use anyhow::Result;
use gin_cli::services::transfer::{clone_repo, pull, push, sync, CloneRequest, GIT_ITEM};
use gin_cli::services::{RepoContext, Tools};
use gin_cli::testing::{plain_builder, Response, ScriptedRunner};
use gin_core::ports::Tool;
use gin_core::{GinError, StatusEvent};
use std::sync::Arc;
use tempfile::TempDir;

fn scripted(runner: ScriptedRunner) -> (Arc<ScriptedRunner>, Tools) {
    let runner = Arc::new(runner);
    (runner.clone(), Tools::new(runner, plain_builder()))
}

fn final_error(events: &[StatusEvent]) -> Option<GinError> {
    events
        .last()
        .filter(|event| event.file_name.is_empty())
        .and_then(|event| event.error.clone())
}

const REJECTED: &str = "To ssh://git@gin.g-node.org:22/alice/exp\n ! [rejected]        master -> master (fetch first)\nerror: failed to push some refs to 'ssh://git@gin.g-node.org:22/alice/exp'\n";

#[test]
fn test_push_rejected_stops_before_content() -> Result<()> {
    let dir = TempDir::new()?;
    let (runner, tools) = scripted(
        ScriptedRunner::new().annex(&["sync", "--no-pull"], Response::fail(1, REJECTED)),
    );
    let ctx = RepoContext::with_mode(tools, dir.path(), false);

    let events: Vec<_> = push(&ctx, vec![], "origin".to_string()).iter().collect();

    assert_eq!(
        final_error(&events),
        Some(GinError::RemoteAhead {
            operation: "upload".to_string()
        })
    );
    assert_eq!(runner.count(Tool::Annex, &["copy"]), 0);
    assert_eq!(runner.count(Tool::Annex, &["whereis"]), 0);
    Ok(())
}

#[test]
fn test_push_uploads_present_content() -> Result<()> {
    let dir = TempDir::new()?;
    let whereis = [
        r#"{"file":"a.dat","key":"MD5-s4--aa","success":true,"whereis":[{"here":true,"uuid":"1","description":"me"}]}"#,
        r#"{"file":"b.dat","key":"MD5-s4--bb","success":true,"whereis":[{"here":false,"uuid":"2","description":"origin"}]}"#,
    ]
    .join("\n");
    let copy = [
        r#"{"byte-progress":2,"action":{"command":"copy","file":"a.dat","key":"MD5-s4--aa"},"total-size":4,"percent-progress":"50%"}"#,
        r#"{"command":"copy","note":"to origin...","success":true,"key":"MD5-s4--aa","file":"a.dat"}"#,
    ]
    .join("\n");
    let (runner, tools) = scripted(
        ScriptedRunner::new()
            .annex(
                &["sync", "--no-pull"],
                Response::ok("").with_stderr("Writing objects:  50% (1/2)\rWriting objects: 100% (2/2), 1.00 KiB | 1.00 MiB/s, done.\n"),
            )
            .annex(&["whereis"], Response::ok(whereis))
            .annex(&["copy"], Response::ok(copy)),
    );
    let ctx = RepoContext::with_mode(tools, dir.path(), false);

    let events: Vec<_> = push(&ctx, vec!["a.dat".to_string(), "b.dat".to_string()], "origin".to_string())
        .iter()
        .collect();

    assert!(final_error(&events).is_none());
    assert!(events
        .iter()
        .any(|e| e.file_name == GIT_ITEM && e.state == "Uploading git files (to: origin)" && e.is_complete()));
    assert!(events
        .iter()
        .any(|e| e.file_name == "a.dat" && e.progress == "50%"));
    assert!(events.iter().any(|e| e.file_name == "a.dat" && e.is_complete()));

    // Only content present here is handed to the copy
    let copies = runner.args_of(Tool::Annex, &["copy"]);
    assert_eq!(copies.len(), 1);
    assert!(copies[0].contains(&"--to=origin".to_string()));
    assert!(copies[0].contains(&"a.dat".to_string()));
    assert!(!copies[0].contains(&"b.dat".to_string()));
    Ok(())
}

#[test]
fn test_push_without_transfers_reports_content_not_transferred() -> Result<()> {
    let dir = TempDir::new()?;
    let whereis =
        r#"{"file":"a.dat","key":"MD5-s4--aa","success":true,"whereis":[{"here":true,"uuid":"1","description":"me"}]}"#;
    let (_, tools) = scripted(
        ScriptedRunner::new()
            .annex(&["whereis"], Response::ok(whereis))
            .annex(&["copy"], Response::ok("")),
    );
    let ctx = RepoContext::with_mode(tools, dir.path(), false);

    let events: Vec<_> = push(&ctx, vec![], "origin".to_string()).iter().collect();

    assert_eq!(
        final_error(&events),
        Some(GinError::ContentNotTransferred {
            remote: "origin".to_string(),
            files: vec!["a.dat".to_string()],
        })
    );
    Ok(())
}

#[test]
fn test_push_with_nothing_present_reports_metadata_upload() -> Result<()> {
    let dir = TempDir::new()?;
    let (runner, tools) = scripted(ScriptedRunner::new());
    let ctx = RepoContext::with_mode(tools, dir.path(), false);

    let events: Vec<_> = push(&ctx, vec!["notes.txt".to_string()], "origin".to_string())
        .iter()
        .collect();

    assert_eq!(events.len(), 1);
    assert_eq!(events[0].file_name, GIT_ITEM);
    assert_eq!(events[0].state, "Uploading git files (to: origin)");
    assert!(events[0].is_complete());
    assert!(events[0].error.is_none());
    assert_eq!(runner.count(Tool::Annex, &["copy"]), 0);
    Ok(())
}

#[test]
fn test_push_item_failure_is_in_band() -> Result<()> {
    let dir = TempDir::new()?;
    let whereis =
        r#"{"file":"a.dat","key":"MD5-s4--aa","success":true,"whereis":[{"here":true,"uuid":"1","description":"me"}]}"#;
    let copy = r#"{"command":"copy","note":"Unable to access these remotes: origin","success":false,"key":"MD5-s4--aa","file":"a.dat"}"#;
    let (_, tools) = scripted(
        ScriptedRunner::new()
            .annex(&["whereis"], Response::ok(whereis))
            .annex(&["copy"], Response::ok(copy).with_stderr("copy: 1 failed\n")),
    );
    let ctx = RepoContext::with_mode(tools, dir.path(), false);

    let events: Vec<_> = push(&ctx, vec![], "origin".to_string()).iter().collect();

    assert!(final_error(&events).is_none());
    let failed = events.iter().find(|e| e.file_name == "a.dat").and_then(|e| e.error.clone());
    assert_eq!(
        failed,
        Some(GinError::Transfer {
            message: "authorisation failed or remote storage unavailable".to_string()
        })
    );
    Ok(())
}

const OVERWRITE: &str = "error: Your local changes to the following files would be overwritten by merge:\n\tnotes.txt\nPlease commit your changes or stash them before you merge.\nAborting\n";

#[test]
fn test_pull_would_overwrite_lists_files() -> Result<()> {
    let dir = TempDir::new()?;
    let (runner, tools) = scripted(
        ScriptedRunner::new()
            .annex(&["sync", "--no-push"], Response::fail(1, OVERWRITE))
            .git(&["rev-parse", "--quiet", "--verify", "MERGE_HEAD"], Response::fail(1, "")),
    );
    let ctx = RepoContext::with_mode(tools, dir.path(), false);

    let events: Vec<_> = pull(&ctx, Some("origin".to_string()), false).iter().collect();

    assert_eq!(
        final_error(&events),
        Some(GinError::WouldOverwrite {
            operation: "download".to_string(),
            files: vec!["notes.txt".to_string()],
        })
    );
    assert_eq!(runner.count(Tool::Git, &["merge", "--abort"]), 0);
    let syncs = runner.args_of(Tool::Annex, &["sync"]);
    assert_eq!(syncs[0], vec!["sync", "--no-push", "--no-commit", "origin"]);
    Ok(())
}

#[test]
fn test_pull_merge_conflict_aborts_merge() -> Result<()> {
    let dir = TempDir::new()?;
    let conflict = "CONFLICT (content): Merge conflict in data.csv\nAutomatic merge failed; fix conflicts and then commit the result.\n";
    let (runner, tools) = scripted(
        ScriptedRunner::new().annex(&["sync", "--no-push"], Response::fail(1, "").with_stdout(conflict)),
    );
    let ctx = RepoContext::with_mode(tools, dir.path(), false);

    let events: Vec<_> = pull(&ctx, None, false).iter().collect();

    assert_eq!(
        final_error(&events),
        Some(GinError::MergeConflict {
            operation: "download".to_string(),
            files: vec!["data.csv".to_string()],
        })
    );
    assert_eq!(runner.count(Tool::Git, &["merge", "--abort"]), 1);
    Ok(())
}

#[test]
fn test_pull_keeps_conflict_error_when_abort_cannot_run() -> Result<()> {
    let dir = TempDir::new()?;
    let conflict = "CONFLICT (content): Merge conflict in data.csv\n";
    let (runner, tools) = scripted(
        ScriptedRunner::new()
            .annex(&["sync", "--no-push"], Response::fail(1, "").with_stdout(conflict))
            .git(&["merge", "--abort"], Response::unstartable()),
    );
    let ctx = RepoContext::with_mode(tools, dir.path(), false);

    let events: Vec<_> = pull(&ctx, Some("origin".to_string()), false).iter().collect();

    assert_eq!(
        final_error(&events),
        Some(GinError::MergeConflict {
            operation: "download".to_string(),
            files: vec!["data.csv".to_string()],
        })
    );
    assert_eq!(runner.count(Tool::Git, &["merge", "--abort"]), 1);
    Ok(())
}

#[test]
fn test_pull_reports_resolved_conflicts() -> Result<()> {
    let dir = TempDir::new()?;
    let out = "merge synced/master\nadd scan.variant-9f0e.tif ok\nadd scan.variant-1a2b.tif ok\n";
    let (runner, tools) = scripted(ScriptedRunner::new().annex(&["sync", "--no-push"], Response::ok(out)));
    let ctx = RepoContext::with_mode(tools, dir.path(), false);

    let events: Vec<_> = pull(&ctx, Some("origin".to_string()), false).iter().collect();

    let states: Vec<(&str, &str)> = events
        .iter()
        .map(|e| (e.file_name.as_str(), e.state.as_str()))
        .collect();
    assert_eq!(
        states,
        vec![
            ("scan.tif", "Conflict resolved (both versions kept)"),
            (GIT_ITEM, "Downloading changes")
        ]
    );
    assert!(events.iter().all(|e| e.error.is_none()));
    assert_eq!(runner.count(Tool::Git, &["merge", "--abort"]), 0);
    Ok(())
}

#[test]
fn test_pull_then_content() -> Result<()> {
    let dir = TempDir::new()?;
    let get = r#"{"command":"get","note":"from origin...","success":true,"key":"MD5-s4--aa","file":"a.dat"}"#;
    let (runner, tools) = scripted(ScriptedRunner::new().annex(&["get"], Response::ok(get)));
    let ctx = RepoContext::with_mode(tools, dir.path(), false);

    let events: Vec<_> = pull(&ctx, Some("origin".to_string()), true).iter().collect();

    let states: Vec<(&str, &str)> = events
        .iter()
        .map(|e| (e.file_name.as_str(), e.state.as_str()))
        .collect();
    assert_eq!(states, vec![(GIT_ITEM, "Downloading changes"), ("a.dat", "Downloading")]);
    assert_eq!(runner.count(Tool::Annex, &["get", "--json-progress"]), 1);
    Ok(())
}

#[test]
fn test_sync_reports_resolved_conflicts() -> Result<()> {
    let dir = TempDir::new()?;
    let out = "merge synced/master\nCONFLICT: both added data.csv\nadd data.variant-a1b2.csv ok\nadd data.variant-c3d4.csv ok\n";
    let (runner, tools) = scripted(ScriptedRunner::new().annex(&["sync", "--resolvemerge"], Response::ok(out)));
    let ctx = RepoContext::with_mode(tools, dir.path(), false);

    let events: Vec<_> = sync(&ctx, true).iter().collect();

    let resolved: Vec<_> = events
        .iter()
        .filter(|e| e.state == "Conflict resolved (both versions kept)")
        .map(|e| e.file_name.clone())
        .collect();
    assert_eq!(resolved, vec!["data.csv".to_string()]);
    assert!(events.last().is_some_and(|e| e.file_name == GIT_ITEM && e.is_complete()));
    assert_eq!(runner.args_of(Tool::Annex, &["sync"])[0], vec!["sync", "--resolvemerge", "--content"]);
    Ok(())
}

#[test]
fn test_clone_missing_repository() -> Result<()> {
    let dir = TempDir::new()?;
    let (runner, tools) = scripted(ScriptedRunner::new().git(
        &["clone"],
        Response::fail(128, "Cloning into 'exp'...\nfatal: remote error: alice/exp does not exist\n"),
    ));
    let request = CloneRequest {
        url: "ssh://git@gin.g-node.org:22/alice/exp".to_string(),
        parent: dir.path().to_path_buf(),
        name: "exp".to_string(),
        description: "alice@laptop".to_string(),
    };

    let events: Vec<_> = clone_repo(&tools, request).iter().collect();

    let message = final_error(&events).map(|e| e.to_string()).unwrap_or_default();
    assert!(message.contains("Make sure you typed the repository path correctly"));
    assert_eq!(runner.count(Tool::Annex, &["init"]), 0);
    Ok(())
}

#[test]
fn test_clone_initialises_new_copy() -> Result<()> {
    let dir = TempDir::new()?;
    std::fs::create_dir_all(dir.path().join("exp").join(".git"))?;
    let (runner, tools) = scripted(
        ScriptedRunner::new()
            .git(
                &["clone"],
                Response::ok("").with_stderr("Cloning into 'exp'...\nReceiving objects: 100% (10/10), 2.00 KiB | 2.00 MiB/s, done.\n"),
            )
            .annex(&["version"], Response::ok("8.20200226\n")),
    );
    let request = CloneRequest {
        url: "ssh://git@gin.g-node.org:22/alice/exp".to_string(),
        parent: dir.path().to_path_buf(),
        name: "exp".to_string(),
        description: "alice@laptop".to_string(),
    };

    let events: Vec<_> = clone_repo(&tools, request).iter().collect();

    assert!(final_error(&events).is_none());
    assert!(events
        .iter()
        .any(|e| e.state == "Downloading repository" && e.progress == "100%" && e.rate == "2.00 MiB/s"));
    assert!(events
        .last()
        .is_some_and(|e| e.state == "Initialising local storage" && e.is_complete()));
    assert_eq!(runner.count(Tool::Annex, &["init"]), 1);
    Ok(())
}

▶ TASK INSTRUCTIONS:
Among the entries above, which lines include "filter"? List them all.

▶ RESULT FOR THIS EXERCISE:
        .filter(|event| event.file_name.is_empty())
        .filter(|e| e.state == "Conflict resolved (both versions kept)")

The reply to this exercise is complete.